Given that it is multimodal, it would be interesting to try it using photographs of a real connect four "board." I would certainly have a much more difficult time making good moves based on JSON output compared to being able to see the game.

mewpmewp2 · on May 14, 2024

True, that's very interesting and should try out. Although at certain point it did draw it out using tokens, but it also maybe that then it's different compared to say an image. Because it generally isn't very good with ascii art or similar.

Edit:

Just tried and it didn't seem to follow the image state at all.

happypumpkin · on May 17, 2024

Since it is also pretty bad with tic tac toe in a text-only format, I tested it with the following prompt:

Lets play tic tac toe. Try hard to win (note that this is a solved game). I will upload images of a piece of paper with the state of the game after each move. You will go first and will play as X. Play by choosing cells with a number 1-9; the cells are in row-major order. I will then draw your move, and my move as O, before sending you the board state as an image. You will respond with another move. You may think out loud to help you play. Note if your move will give you a win. Go.

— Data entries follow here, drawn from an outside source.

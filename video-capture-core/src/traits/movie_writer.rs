use std::path::{Path, PathBuf};

use crate::models::device::WriterSettings;
use crate::models::error::CaptureError;
use crate::models::media::{MediaTime, PixelBuffer};

/// Incremental movie file writer with a single video input.
pub trait MovieWriter: Send {
    /// Start the writer session; appended times are relative to `at`.
    fn start_session(&mut self, at: MediaTime) -> Result<(), CaptureError>;

    /// Whether the input can take another frame right now.
    fn is_ready_for_more_media_data(&self) -> bool;

    fn append(&mut self, buffer: &PixelBuffer, presentation_time: MediaTime) -> Result<(), CaptureError>;

    /// No more frames will be appended.
    fn mark_as_finished(&mut self);

    /// Flush and close the file, returning its path.
    fn finish_writing(&mut self) -> Result<PathBuf, CaptureError>;
}

/// Creates movie writers. Creation is allowed to fail.
pub trait MovieWriterFactory: Send + Sync {
    fn create(&self, path: &Path, settings: &WriterSettings) -> Result<Box<dyn MovieWriter>, CaptureError>;
}
pub mod controller;
pub mod finalize;
pub mod metadata;
pub mod movie_file;
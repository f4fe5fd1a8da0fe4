use crate::config::ChartStyle;
use crate::data::metric::Metric;
use crate::data::model::Table;

/// One category on the bar chart.
#[derive(Debug, Clone, PartialEq)]
pub struct BarEntry {
    pub country: String,
    /// Category label, e.g. `Ukraine (2022)`.
    pub label: String,
    /// Coerced metric value; `None` keeps the slot but draws no bar.
    pub value: Option<f64>,
    /// Centre of the bar on the category axis.
    pub position: f64,
}

#[derive(Debug, Clone, PartialEq, Default)]
pub struct BarView {
    pub entries: Vec<BarEntry>,
    pub bar_width: f64,
}

impl BarView {
    /// Bars that actually have a value.
    pub fn drawn(&self) -> impl Iterator<Item = (&BarEntry, f64)> {
        self.entries
            .iter()
            .filter_map(|e| e.value.map(|v| (e, v)))
    }
}

/// Lay out one bar per working-subset row, in subset order.
pub fn build(table: &Table, subset: &[usize], metric: Metric, style: &ChartStyle) -> BarView {
    let mut entries = Vec::with_capacity(subset.len());
    let mut position = 0.0;
    let mut previous_country: Option<&str> = None;

    for &idx in subset {
        let rec = &table.records[idx];
        if let Some(prev) = previous_country {
            position += 1.0;
            if prev != rec.country {
                position += style.group_gap;
            }
        }
        previous_country = Some(&rec.country);

        entries.push(BarEntry {
            country: rec.country.clone(),
            label: rec.display_label(),
            value: metric.value_of(rec),
            position,
        });
    }

    BarView {
        entries,
        bar_width: (1.0 - style.bar_gap).clamp(0.05, 1.0),
    }
}

#[cfg(test)]
mod tests {
    use pretty_assertions::assert_eq;

    use super::*;
    use crate::config::ChartConfig;
    use crate::data::model::fixtures::{record, scenario_table};

    #[test]
    fn scenario_has_two_bars() {
        let table = scenario_table();
        let style = ChartConfig::default().bar;
        let view = build(&table, &[1, 2], Metric::ItSpecialists, &style);

        let labels: Vec<&str> = view.entries.iter().map(|e| e.label.as_str()).collect();
        assert_eq!(labels, vec!["Ukraine (2022)", "Poland (2022)"]);
        let values: Vec<f64> = view.drawn().map(|(_, v)| v).collect();
        assert_eq!(values, vec![150.0, 200.0]);
        assert!((view.bar_width - 0.8).abs() < 1e-9);
    }

    #[test]
    fn country_changes_add_group_gap() {
        let table = Table::from_records(vec![
            record("Ukraine", 2021, "1"),
            record("Ukraine", 2022, "2"),
            record("Poland", 2021, "3"),
        ]);
        let style = ChartStyle {
            group_gap: 0.5,
            ..ChartConfig::default().bar
        };
        let view = build(&table, &[0, 1, 2], Metric::ItSpecialists, &style);
        let positions: Vec<f64> = view.entries.iter().map(|e| e.position).collect();
        assert_eq!(positions, vec![0.0, 1.0, 2.5]);
    }

    #[test]
    fn missing_values_keep_their_slot() {
        let table = Table::from_records(vec![
            record("India", 2020, "abc"),
            record("Israel", 2020, "40"),
        ]);
        let view = build(&table, &[0, 1], Metric::ItSpecialists, &ChartConfig::default().bar);
        assert_eq!(view.entries.len(), 2);
        assert_eq!(view.entries[0].value, None);
        assert_eq!(view.drawn().count(), 1);
    }
}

It failed pretty miserably. First move it played was cell 1, which I think is pretty egregious given that I specified that the game is solved and that the center cell is the best choice (and it isn't like ttt is an obscure game). It played valid moves for the next couple of turns but then missed an opportunity to block me. After I uploaded the image showing my win it tried to keep playing by placing an X over one of my plays and claiming it won in column 1 (it would've won in column 3 if its play had been valid).

itissid · on May 13, 2024

Have you tried replacing the input string with a random but fixed mapping and obfuscate that its chess(like replace the word 'chess' with say, 'an alien ritual practice') and see how it does?

parhamn · on May 13, 2024

Is the test set public?

freediver · on May 13, 2024

Yes, in the repo.

gengelbro · on May 13, 2024

Possible it's in the training set then?

unbrice · on May 13, 2024

Authors note that this is probably the case:

> we wanted to verify whether the model is actually capable of reasoning by building a simulation for a much simpler game - Connect 4 (see 'llmc4.py'). > When asked to play Connect 4, all LLMs fail to do so, even at most basic level. This should not be the case, as the rules of the game are simpler and widely available.

bongodongobob · on May 13, 2024

Wouldn't there have to be historical matches to train on? Tons of chess games out there but doubt there are any connect 4 games. Is there even official notation for that?

My assumption is that chatgpt can play chess because it has studied the games rather than just reading the rules.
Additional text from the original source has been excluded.